Hello friends of A Different Drum! It is time for another update, and another installment of A Different Drum’s history. I hope that you’re enjoying the history segments.
But first, here are the NEW ARRIVALS…
The Voice In Fashion “The Moment of Truth Re-Loaded” (2CD) $15 — This is a new import from a classic synthpop act, featuring the album “The Moment of Truth” with a bonus CD loaded with remixes for a total of 23 tracks! You can see the complete track list and order the 2CD here :
Jens Bader “Second Life” $15 — Hot on the heels of the Unisex CD release, this is another collection of remastered and remixed songs by the prolific German synthpop act. You can see the track list and order the CD here :
Tenek “Another Day” (CDEP) $12 — This is an exciting new selection of new tracks leading into the upcoming Tenek album! Tenek has a connection with the old days of A Different Drum’s label with Geoff of THE NINE and ALIEN#SIX13. You can read about this new material and pre-order the new EP here :
As previously announced, these re-issues by ANYTHING BOX are available for pre-order and will ship to anybody who orders as soon as the CD’s arrive from the label:
Anything Box “Hope” Pre-Order Here
Anything Box “Worth” Pre-Order Here
Anything Box “Recovered” Pre-Order Here
Anything Box “Volumen One” Pre-Order Here
HISTORY OF A DIFFERENT DRUM - PART 3 - REDISCOVERING SYNTHPOP
As mentioned in the previous installment of A Different Drum’s history, the company first began as a special-order business that focused on hard-to-find, international music, with the bulk of the sales in Latin music. The first incarnation of the physical store carried almost all Latin music on very few shelves. The 2nd physical location, which was the first in its own building, saw an increase in space for inventory. Customers could walk into the store and find both ethnic music and popular music from many countries, as well as musical genres generally ignored by the mainstream. I had a fun time in that store, and it was there that my constant searches for unique products led me back to my musical roots. While seeking rarities and imports, I found that quite a few of my old band favorites like OMD, Alphaville, etc. actually had new albums that I didn’t know about, because they had been completely abandoned by the market in the USA. I ordered new albums by those bands, both to sell, and to add to my own collection. I figured that they could find a welcome home in a store that was focused on international CD’s. Since my business was small, and customers were not frequent, I had plenty of time each day to dig around the globe, spending hundreds and hundreds of hours running up phone bills. Looking back, I miss the personal connection that I was able to make with the artists, labels, and people behind the scenes, as well as with my customers, in a world that had not yet completely turned to virtual methods of communication.

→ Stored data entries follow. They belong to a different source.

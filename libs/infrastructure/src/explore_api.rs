//! # ExploreApi — 分析バックエンド
//!
//! explore セッションでウィジェットトークンを取得してから widgetdata を引く
//! 2 段構えの経路。related / compare / interest を担当する。
//! 429 は RateLimit、5xx は一時的 Service として typed error に写像する。

use crate::util::{read_trends_json, transport_error};
use async_trait::async_trait;
use chrono::DateTime;
use serde_json::{json, Value};
use shared::config::TrendkitConfig;
use std::collections::HashMap;
use trendkit_core::contracts::{CompareScores, Days, InterestSeries, Operation, Platform};
use trendkit_core::error::TrendkitError;
use trendkit_core::traits::{BackendClass, TrendBackend};

const DEFAULT_BASE_URL: &str = "https://trends.google.com";
const HL: &str = "ko";
/// KST のタイムゾーンオフセット (分)
const TZ: i32 = 540;

/// explore 応答から取り出したウィジェット 1 件
struct Widget {
    token: String,
    request: Value,
}

/// 分析 API クライアント
pub struct ExploreApiBackend {
    client: reqwest::Client,
    base_url: String,
}

impl ExploreApiBackend {
    pub fn new(config: &TrendkitConfig) -> Self {
        let client = reqwest::Client::builder()
            .user_agent(config.user_agent.clone())
            .build()
            .unwrap_or_else(|_| reqwest::Client::new());
        Self { client, base_url: DEFAULT_BASE_URL.to_string() }
    }

    pub fn with_base_url(mut self, base_url: impl Into<String>) -> Self {
        self.base_url = base_url.into();
        self
    }

    /// explore セッションを張り、指定 id のウィジェットを取り出す
    async fn explore_widget(
        &self,
        keywords: &[String],
        region: &str,
        days: Days,
        platform: Platform,
        widget_id: &str,
    ) -> Result<Widget, TrendkitError> {
        let comparison: Vec<Value> = keywords
            .iter()
            .map(|keyword| {
                json!({ "keyword": keyword, "geo": region, "time": days.timeframe() })
            })
            .collect();
        let req = json!({
            "comparisonItem": comparison,
            "category": 0,
            "property": platform.gprop(),
        });

        let url = format!("{}/trends/api/explore", self.base_url);
        let response = self
            .client
            .get(&url)
            .query(&[
                ("hl", HL.to_string()),
                ("tz", TZ.to_string()),
                ("req", req.to_string()),
            ])
            .send()
            .await
            .map_err(transport_error)?;

        let payload = read_trends_json(response).await?;
        Self::pick_widget(&payload, widget_id).ok_or_else(|| TrendkitError::Service {
            detail: format!("explore 応答に {widget_id} ウィジェットが無い"),
        })
    }

    fn pick_widget(payload: &Value, widget_id: &str) -> Option<Widget> {
        payload
            .get("widgets")
            .and_then(|v| v.as_array())
            .and_then(|widgets| {
                widgets.iter().find(|w| {
                    w.get("id").and_then(|id| id.as_str()) == Some(widget_id)
                })
            })
            .and_then(|w| {
                Some(Widget {
                    token: w.get("token")?.as_str()?.to_string(),
                    request: w.get("request")?.clone(),
                })
            })
    }

    /// TIMESERIES ウィジェットのデータを (dates, per-keyword values) に展開する
    async fn fetch_timeline(
        &self,
        keywords: &[String],
        region: &str,
        days: Days,
        platform: Platform,
    ) -> Result<InterestSeries, TrendkitError> {
        let widget = self
            .explore_widget(keywords, region, days, platform, "TIMESERIES")
            .await?;

        let url = format!("{}/trends/api/widgetdata/multiline", self.base_url);
        let response = self
            .client
            .get(&url)
            .query(&[
                ("hl", HL.to_string()),
                ("tz", TZ.to_string()),
                ("req", widget.request.to_string()),
                ("token", widget.token),
            ])
            .send()
            .await
            .map_err(transport_error)?;

        let payload = read_trends_json(response).await?;
        Self::parse_timeline(&payload, keywords)
    }

    fn parse_timeline(
        payload: &Value,
        keywords: &[String],
    ) -> Result<InterestSeries, TrendkitError> {
        let points = payload
            .pointer("/default/timelineData")
            .and_then(|v| v.as_array())
            .cloned()
            .unwrap_or_default();

        if points.is_empty() {
            return Ok(InterestSeries::empty(keywords));
        }

        let mut dates = Vec::with_capacity(points.len());
        let mut columns: Vec<Vec<u32>> = vec![Vec::with_capacity(points.len()); keywords.len()];

        for point in &points {
            let secs = point
                .get("time")
                .and_then(|v| v.as_str())
                .and_then(|v| v.parse::<i64>().ok())
                .ok_or_else(|| TrendkitError::Service {
                    detail: "timelineData の time が不正".into(),
                })?;
            let date = DateTime::from_timestamp(secs, 0)
                .ok_or_else(|| TrendkitError::Service {
                    detail: format!("不正な epoch 秒: {secs}"),
                })?
                .date_naive();
            dates.push(date);

            let values = point.get("value").and_then(|v| v.as_array());
            for (idx, column) in columns.iter_mut().enumerate() {
                let score = values
                    .and_then(|vals| vals.get(idx))
                    .and_then(|v| v.as_u64())
                    .unwrap_or(0) as u32;
                column.push(score);
            }
        }

        let values: HashMap<String, Vec<u32>> = keywords
            .iter()
            .cloned()
            .zip(columns)
            .collect();
        InterestSeries::new(dates, values)
    }

    /// 平均値 (小数 1 桁丸め)。データが無いキーワードは 0.0。
    fn average_scores(series: &InterestSeries, keywords: &[String]) -> CompareScores {
        keywords
            .iter()
            .map(|keyword| {
                let mean = series
                    .values
                    .get(keyword)
                    .filter(|row| !row.is_empty())
                    .map(|row| row.iter().sum::<u32>() as f64 / row.len() as f64)
                    .unwrap_or(0.0);
                (keyword.clone(), (mean * 10.0).round() / 10.0)
            })
            .collect()
    }

    fn parse_related(payload: &Value, limit: usize) -> Vec<String> {
        payload
            .pointer("/default/rankedList")
            .and_then(|v| v.as_array())
            .and_then(|lists| lists.first())
            .and_then(|top| top.get("rankedKeyword"))
            .and_then(|v| v.as_array())
            .map(|ranked| {
                ranked
                    .iter()
                    .filter_map(|entry| entry.get("query").and_then(|q| q.as_str()))
                    .map(str::to_string)
                    .take(limit)
                    .collect()
            })
            .unwrap_or_default()
    }
}

#[async_trait]
impl TrendBackend for ExploreApiBackend {
    fn name(&self) -> &'static str {
        "explore_api"
    }

    fn class(&self) -> BackendClass {
        BackendClass::Analysis
    }

    fn supports(&self, operation: Operation) -> bool {
        matches!(
            operation,
            Operation::Related | Operation::Compare | Operation::Interest
        )
    }

    async fn fetch_related(
        &self,
        keyword: &str,
        region: &str,
        limit: usize,
    ) -> Result<Vec<String>, TrendkitError> {
        let keywords = vec![keyword.to_string()];
        let widget = self
            .explore_widget(&keywords, region, Days::D90, Platform::Web, "RELATED_QUERIES")
            .await?;

        let url = format!("{}/trends/api/widgetdata/relatedsearches", self.base_url);
        let response = self
            .client
            .get(&url)
            .query(&[
                ("hl", HL.to_string()),
                ("tz", TZ.to_string()),
                ("req", widget.request.to_string()),
                ("token", widget.token),
            ])
            .send()
            .await
            .map_err(transport_error)?;

        let payload = read_trends_json(response).await?;
        let terms = Self::parse_related(&payload, limit);
        tracing::info!("🔍 ExploreApi: '{}' の関連語 {} 件", keyword, terms.len());
        Ok(terms)
    }

    async fn fetch_interest(
        &self,
        keywords: &[String],
        region: &str,
        days: Days,
        platform: Platform,
    ) -> Result<InterestSeries, TrendkitError> {
        let series = self.fetch_timeline(keywords, region, days, platform).await?;
        tracing::info!(
            "📈 ExploreApi: {} キーワード × {} 点の時系列を取得",
            keywords.len(),
            series.len()
        );
        Ok(series)
    }

    async fn fetch_compare(
        &self,
        keywords: &[String],
        region: &str,
        days: Days,
        platform: Platform,
    ) -> Result<CompareScores, TrendkitError> {
        let series = self.fetch_timeline(keywords, region, days, platform).await?;
        Ok(Self::average_scores(&series, keywords))
    }
}
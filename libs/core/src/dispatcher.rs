//! # ディスパッチャ
//!
//! 論理クエリを最も安価に満たせるバックエンド列へ写像する。
//! fast が天井内なら fast 優先、超過または enrichment 要求で bulk、
//! compare/interest は analysis 固定。サーキット開放中の候補は
//! 代替が残っている限り黙ってスキップする。
//! 「成功したが空」は正当な結果であり、次候補へは進まない。

use crate::contracts::{CachedPayload, Operation, TrendQuery, TrendRecord};
use crate::error::TrendkitError;
use crate::resilience::{HealthRegistry, ResilientCaller};
use crate::traits::{BackendClass, PartialSink, TrendBackend};
use std::collections::HashMap;
use std::sync::Arc;

/// enrichment で 1 キーワードに付与する関連語の上限
const ENRICH_RELATED_CAP: usize = 5;

pub struct Dispatcher {
    backends: Vec<Arc<dyn TrendBackend>>,
    caller: ResilientCaller,
    health: Arc<HealthRegistry>,
    /// fast バックエンドに任せられる limit の天井 (設定値)
    fast_ceiling: usize,
}

impl Dispatcher {
    pub fn new(
        backends: Vec<Arc<dyn TrendBackend>>,
        caller: ResilientCaller,
        fast_ceiling: usize,
    ) -> Self {
        let health = Arc::clone(caller.health());
        Self { backends, caller, health, fast_ceiling }
    }

    pub fn health(&self) -> &Arc<HealthRegistry> {
        &self.health
    }

    /// 操作と volume ヒントから優先クラス列を決める
    fn preferred_classes(&self, query: &TrendQuery) -> Vec<BackendClass> {
        match query.operation {
            Operation::Trending => {
                if query.enrich || query.limit > self.fast_ceiling {
                    vec![BackendClass::Bulk]
                } else {
                    vec![BackendClass::Fast, BackendClass::Bulk]
                }
            }
            Operation::BulkTrending => vec![BackendClass::Bulk],
            Operation::Related => {
                if query.limit <= self.fast_ceiling {
                    vec![BackendClass::Fast, BackendClass::Analysis]
                } else {
                    vec![BackendClass::Analysis]
                }
            }
            Operation::Compare | Operation::Interest => vec![BackendClass::Analysis],
        }
    }

    /// 優先順に並んだ、当該操作を宣言しているバックエンド列
    fn candidates(&self, query: &TrendQuery) -> Vec<Arc<dyn TrendBackend>> {
        let mut ordered = Vec::new();
        for class in self.preferred_classes(query) {
            for backend in &self.backends {
                if backend.class() == class && backend.supports(query.operation) {
                    ordered.push(Arc::clone(backend));
                }
            }
        }
        ordered
    }

    /// クエリを実行する。候補を順に試し、Unavailable / Unsupported のみ
    /// 次候補へフォールバックする (それ以外は Wrapper がリトライ済みの
    /// 確定失敗なのでそのまま伝搬)。
    pub async fn dispatch(&self, query: &TrendQuery) -> Result<CachedPayload, TrendkitError> {
        let candidates = self.candidates(query);
        if candidates.is_empty() {
            return Err(TrendkitError::Unavailable {
                backend: query.operation.as_str().to_string(),
                hint: "この操作を宣言するバックエンドが構成されていない".into(),
            });
        }

        let any_closed = candidates.iter().any(|b| !self.health.is_open(b.name()));
        let mut last_err: Option<TrendkitError> = None;

        for backend in &candidates {
            // 開放中の候補は、閉じている代替が残っている限り黙って飛ばす
            if self.health.is_open(backend.name()) && any_closed {
                tracing::debug!(
                    "skipping backend '{}' (circuit open) for {}",
                    backend.name(),
                    query.operation
                );
                continue;
            }

            match self.call_backend(backend, query).await {
                Ok(payload) => return Ok(payload),
                Err(err @ (TrendkitError::Unavailable { .. } | TrendkitError::Unsupported { .. })) => {
                    tracing::debug!(
                        "backend '{}' unavailable for {}, trying next candidate",
                        backend.name(),
                        query.operation
                    );
                    last_err = Some(err);
                    continue;
                }
                Err(err) => return Err(err),
            }
        }

        Err(last_err.unwrap_or_else(|| TrendkitError::Unavailable {
            backend: query.operation.as_str().to_string(),
            hint: "利用可能なバックエンドが残っていない".into(),
        }))
    }

    async fn call_backend(
        &self,
        backend: &Arc<dyn TrendBackend>,
        query: &TrendQuery,
    ) -> Result<CachedPayload, TrendkitError> {
        let name = backend.name();
        match query.operation {
            Operation::Trending | Operation::BulkTrending => {
                let sink = PartialSink::default();
                let result = self
                    .caller
                    .invoke(name, || {
                        let backend = Arc::clone(backend);
                        let query = query.clone();
                        let sink = sink.clone();
                        async move {
                            backend
                                .fetch_trending(&query.region, query.limit, query.window, &sink)
                                .await
                        }
                    })
                    .await;
                match result {
                    Ok(items) => Ok(CachedPayload::records(items)),
                    // デッドライン到達: シンクに積まれたページを部分結果として添付
                    Err(TrendkitError::Timeout { timeout_secs, .. }) => {
                        Err(TrendkitError::Timeout { timeout_secs, partial: sink.drain() })
                    }
                    Err(err) => Err(err),
                }
            }
            Operation::Related => {
                let keyword = query.keywords.first().cloned().unwrap_or_default();
                let items = self
                    .caller
                    .invoke(name, || {
                        let backend = Arc::clone(backend);
                        let keyword = keyword.clone();
                        let region = query.region.clone();
                        let limit = query.limit;
                        async move { backend.fetch_related(&keyword, &region, limit).await }
                    })
                    .await?;
                Ok(CachedPayload::related(items))
            }
            Operation::Compare => {
                let scores = self
                    .caller
                    .invoke(name, || {
                        let backend = Arc::clone(backend);
                        let query = query.clone();
                        async move {
                            backend
                                .fetch_compare(
                                    &query.keywords,
                                    &query.region,
                                    query.days,
                                    query.platform,
                                )
                                .await
                        }
                    })
                    .await?;
                Ok(CachedPayload::scores(scores))
            }
            Operation::Interest => {
                let series = self
                    .caller
                    .invoke(name, || {
                        let backend = Arc::clone(backend);
                        let query = query.clone();
                        async move {
                            backend
                                .fetch_interest(
                                    &query.keywords,
                                    &query.region,
                                    query.days,
                                    query.platform,
                                )
                                .await
                        }
                    })
                    .await?;
                Ok(CachedPayload::series(series))
            }
        }
    }

    /// バルク行に fast のフルレコードと関連語を突合する (soft-fail)。
    /// 個別キーワードの失敗は行をそのまま残して警告のみ。
    pub async fn enrich(&self, records: Vec<TrendRecord>, region: &str) -> Vec<TrendRecord> {
        let mut records = records;

        // fast フィードのフルレコードで image / news / explore_link を補完
        let feed_query = TrendQuery::trending(region, self.fast_ceiling, crate::contracts::Format::Full);
        let feed: Vec<TrendRecord> = match self.dispatch(&feed_query).await {
            Ok(payload) => match payload.into_records() {
                Ok(items) => items.as_ref().clone(),
                Err(_) => Vec::new(),
            },
            Err(err) => {
                tracing::warn!("enrichment feed fetch failed ({}), joining skipped", err.kind());
                Vec::new()
            }
        };
        let by_keyword: HashMap<&str, &TrendRecord> =
            feed.iter().map(|r| (r.keyword.as_str(), r)).collect();

        for record in &mut records {
            if let Some(full) = by_keyword.get(record.keyword.as_str()) {
                record.image = full.image.clone();
                record.news = full.news.clone();
                record.explore_link = full.explore_link.clone();
            }

            let related_query =
                TrendQuery::related(&record.keyword, region, ENRICH_RELATED_CAP);
            match self.dispatch(&related_query).await {
                Ok(payload) => {
                    if let Ok(terms) = payload.into_related() {
                        record.related = terms.as_ref().clone();
                    }
                }
                Err(err) => {
                    tracing::warn!(
                        "related enrichment failed for '{}': {}",
                        record.keyword,
                        err.kind()
                    );
                }
            }
        }

        records
    }
}
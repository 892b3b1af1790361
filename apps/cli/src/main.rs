//! # trendkit CLI — コマンドサーフェス
//!
//! 使い方:
//!   trendkit trend --limit 5
//!   trendkit rel 아이폰 --limit 5
//!   trendkit cmp 삼성 애플
//!   trendkit bulk --limit 100 --output trends.csv

use clap::Parser;
use std::path::PathBuf;
use std::str::FromStr;
use std::sync::Arc;
use trendkit_core::client::{
    BulkRequest, CompareRequest, InterestRequest, RelatedRequest, TrendClient, TrendingRequest,
};
use trendkit_core::contracts::{Days, Format, Platform, TimeWindow};
use trendkit_core::projector::Projection;

#[derive(Parser, Debug)]
#[command(name = "trendkit", author, version, about = "Google Trends データ集約 CLI", long_about = None)]
struct Args {
    #[command(subcommand)]
    command: Commands,
}

#[derive(clap::Subcommand, Debug)]
enum Commands {
    /// リアルタイム急上昇キーワードを取得
    Trend {
        /// 地域コード
        #[arg(short, long, default_value = "KR")]
        geo: String,

        /// 取得件数
        #[arg(short = 'n', long, default_value_t = 10)]
        limit: usize,

        /// 出力フォーマット (minimal / standard / full)
        #[arg(short, long, default_value = "minimal")]
        format: String,

        /// JSON で出力
        #[arg(short, long)]
        json: bool,
    },
    /// 時間窓指定のバルク収集 (ファイル出力対応)
    Bulk {
        #[arg(short, long, default_value = "KR")]
        geo: String,

        /// 時間窓 (4 / 24 / 48 / 168)
        #[arg(long, default_value_t = 168)]
        hours: u32,

        #[arg(short = 'n', long, default_value_t = 100)]
        limit: usize,

        /// ニュース・関連語付きの封筒形式で収集
        #[arg(long)]
        enrich: bool,

        /// 出力ファイル (.csv / .json)
        #[arg(short, long)]
        output: Option<PathBuf>,

        #[arg(short, long)]
        json: bool,
    },
    /// キーワードの関連検索語を取得
    Rel {
        /// 対象キーワード
        keyword: String,

        #[arg(short, long, default_value = "KR")]
        geo: String,

        #[arg(short = 'n', long, default_value_t = 10)]
        limit: usize,

        #[arg(short, long)]
        json: bool,
    },
    /// 複数キーワードを平均関心度で比較
    Cmp {
        /// 比較するキーワード (最大 5)
        #[arg(required = true, num_args = 2..)]
        keywords: Vec<String>,

        #[arg(short, long, default_value = "KR")]
        geo: String,

        /// 期間 (日)
        #[arg(short, long, default_value_t = 90)]
        days: u32,

        #[arg(short, long)]
        json: bool,
    },
    /// 関心度の時系列 (履歴) を取得
    Hist {
        /// 分析するキーワード (最大 5)
        #[arg(required = true, num_args = 1..)]
        keywords: Vec<String>,

        #[arg(short, long, default_value = "KR")]
        geo: String,

        #[arg(short, long, default_value_t = 7)]
        days: u32,

        /// プラットフォーム (web / video / image / news)
        #[arg(short, long, default_value = "web")]
        platform: String,

        #[arg(short, long)]
        json: bool,
    },
    /// キャッシュ統計を表示
    Cache,
}

#[tokio::main]
async fn main() -> Result<(), anyhow::Error> {
    dotenvy::dotenv().ok();
    use tracing_subscriber::{layer::SubscriberExt, util::SubscriberInitExt};
    tracing_subscriber::registry()
        .with(tracing_subscriber::fmt::layer().with_target(false))
        .init();

    let args = Args::parse();
    let config = shared::config::TrendkitConfig::default();
    let client = Arc::new(TrendClient::new(
        infrastructure::default_backends(&config),
        &config,
    ));

    match args.command {
        Commands::Trend { geo, limit, format, json } => {
            let format = Format::from_str(&format)?;
            let result = client
                .trending(TrendingRequest {
                    region: Some(geo.clone()),
                    limit: Some(limit),
                    format,
                    ..TrendingRequest::default()
                })
                .await?;

            if json {
                println!("{}", serde_json::to_string_pretty(&result)?);
            } else {
                print_projection(&geo, &result);
            }
        }

        Commands::Bulk { geo, hours, limit, enrich, output, json } => {
            let window = TimeWindow::try_from(hours)?;
            let report = client
                .trending_bulk(BulkRequest {
                    region: Some(geo),
                    window,
                    limit: Some(limit),
                    enrich,
                    output: output.clone(),
                    ..BulkRequest::default()
                })
                .await?;

            if let Some(path) = &report.written {
                println!("{} 件を {} に書き出しました", report.trends.len(), path.display());
            } else if json {
                match &report.envelope {
                    Some(envelope) => println!("{}", serde_json::to_string_pretty(envelope)?),
                    None => println!("{}", serde_json::to_string_pretty(report.trends.as_ref())?),
                }
            } else {
                for record in report.trends.iter() {
                    let rank = record.rank.map(|r| r.to_string()).unwrap_or_default();
                    println!("{:>3}. {}  [{}]", rank, record.keyword, record.traffic);
                }
            }
        }

        Commands::Rel { keyword, geo, limit, json } => {
            let result = client
                .related(
                    &keyword,
                    RelatedRequest {
                        region: Some(geo),
                        limit: Some(limit),
                        ..RelatedRequest::default()
                    },
                )
                .await?;

            if json {
                println!("{}", serde_json::to_string_pretty(&result)?);
            } else {
                println!("'{keyword}' の関連検索語:");
                for (i, term) in result.iter().enumerate() {
                    println!("  {}. {}", i + 1, term);
                }
            }
        }

        Commands::Cmp { keywords, geo, days, json } => {
            let days = Days::try_from(days)?;
            let scores = client
                .compare(
                    &keywords,
                    CompareRequest {
                        region: Some(geo),
                        days,
                        ..CompareRequest::default()
                    },
                )
                .await?;

            if json {
                println!("{}", serde_json::to_string_pretty(&scores)?);
            } else {
                let mut sorted: Vec<(&String, &f64)> = scores.iter().collect();
                sorted.sort_by(|a, b| b.1.partial_cmp(a.1).unwrap_or(std::cmp::Ordering::Equal));
                println!("キーワード比較 ({}日間):", days.as_u32());
                for (keyword, score) in sorted {
                    println!("  {:<12} {:>6.1}", keyword, score);
                }
            }
        }

        Commands::Hist { keywords, geo, days, platform, json } => {
            let days = Days::try_from(days)?;
            let platform = Platform::from_str(&platform)?;
            let series = client
                .interest(
                    &keywords,
                    InterestRequest {
                        region: Some(geo),
                        days,
                        platform,
                        ..InterestRequest::default()
                    },
                )
                .await?;

            if json {
                println!("{}", serde_json::to_string_pretty(&series)?);
            } else {
                println!("関心度の推移 ({}日間, {} 点):", days.as_u32(), series.len());
                for (keyword, values) in &series.values {
                    let avg = if values.is_empty() {
                        0.0
                    } else {
                        values.iter().sum::<u32>() as f64 / values.len() as f64
                    };
                    let min = values.iter().min().copied().unwrap_or(0);
                    let max = values.iter().max().copied().unwrap_or(0);
                    println!("  {keyword}: avg={avg:.1}, min={min}, max={max}");
                }
            }
        }

        Commands::Cache => {
            let stats = client.cache_stats();
            println!("hits: {}", stats.hits);
            println!("misses: {}", stats.misses);
            println!("hit_rate: {:.1}%", stats.hit_rate() * 100.0);
            println!("size: {} / {}", stats.size, stats.max_size);
        }
    }

    Ok(())
}

/// minimal は番号付きリスト、standard / full は簡易テーブルで表示する
fn print_projection(geo: &str, projection: &Projection) {
    match projection {
        Projection::Minimal(keywords) => {
            for (i, keyword) in keywords.iter().enumerate() {
                println!("{}. {}", i + 1, keyword);
            }
        }
        Projection::Standard(briefs) => {
            println!("Trending in {geo}:");
            for (i, brief) in briefs.iter().enumerate() {
                println!("{:>3}. {:<20} {}", i + 1, brief.keyword, brief.traffic);
            }
        }
        Projection::Full(records) => {
            println!("Trending in {geo}:");
            for (i, record) in records.iter().enumerate() {
                println!("{:>3}. {:<20} {}", i + 1, record.keyword, record.traffic);
                for news in &record.news {
                    println!("      - {} ({})", news.headline, news.source);
                }
            }
        }
    }
}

Though I don’t recall exactly how the pieces came together, the discovery that my favorite bands from my youth had never quite vanished, but had merely been deserted by American labels, eventually led me to sleuthing out contacts for more and more of those artists, including American bands like Anything Box, Red Flag, and Seven Red Seven. Those bands had also continued releasing CD’s on their own labels once the majors deserted them. For some, the abandonment of the major labels felt like a sort of liberation, allowing the artists to take their sizable fan bases and sell independent CD’s for a larger profit margin than they could have made with the labels. For others, it felt like a slap in the face to see their support unceremoniously pulled away. Some bands had barely even recorded debut albums, only to see them quickly sold as cut-outs and forgotten. I saw that while my interests had expanded and my focus had changed for a while, I could not turn my back on the music I’d loved during my youth, even if the larger market had already forsaken it. I not only felt that I could expand my store’s selection by taking in some of those import and independent releases from what was now an underground scene, but I also felt a sense of obligation to reclaim my roots, embrace my old dreams, and even lend a hand if possible. Sure, I was just one guy in a small building with very few visitors, but I was sure I could contribute in some way. Soon enough, there was a little corner of my front counter with a small CD rack that carried titles like Anything Box “Hope”, Red Flag “The Lighthouse”, Seven Red Seven “Bass State Coma”, and Cosmicity “The Moment”, along with imports like Alphaville “Prostitute” and OMD “Universal”, among others.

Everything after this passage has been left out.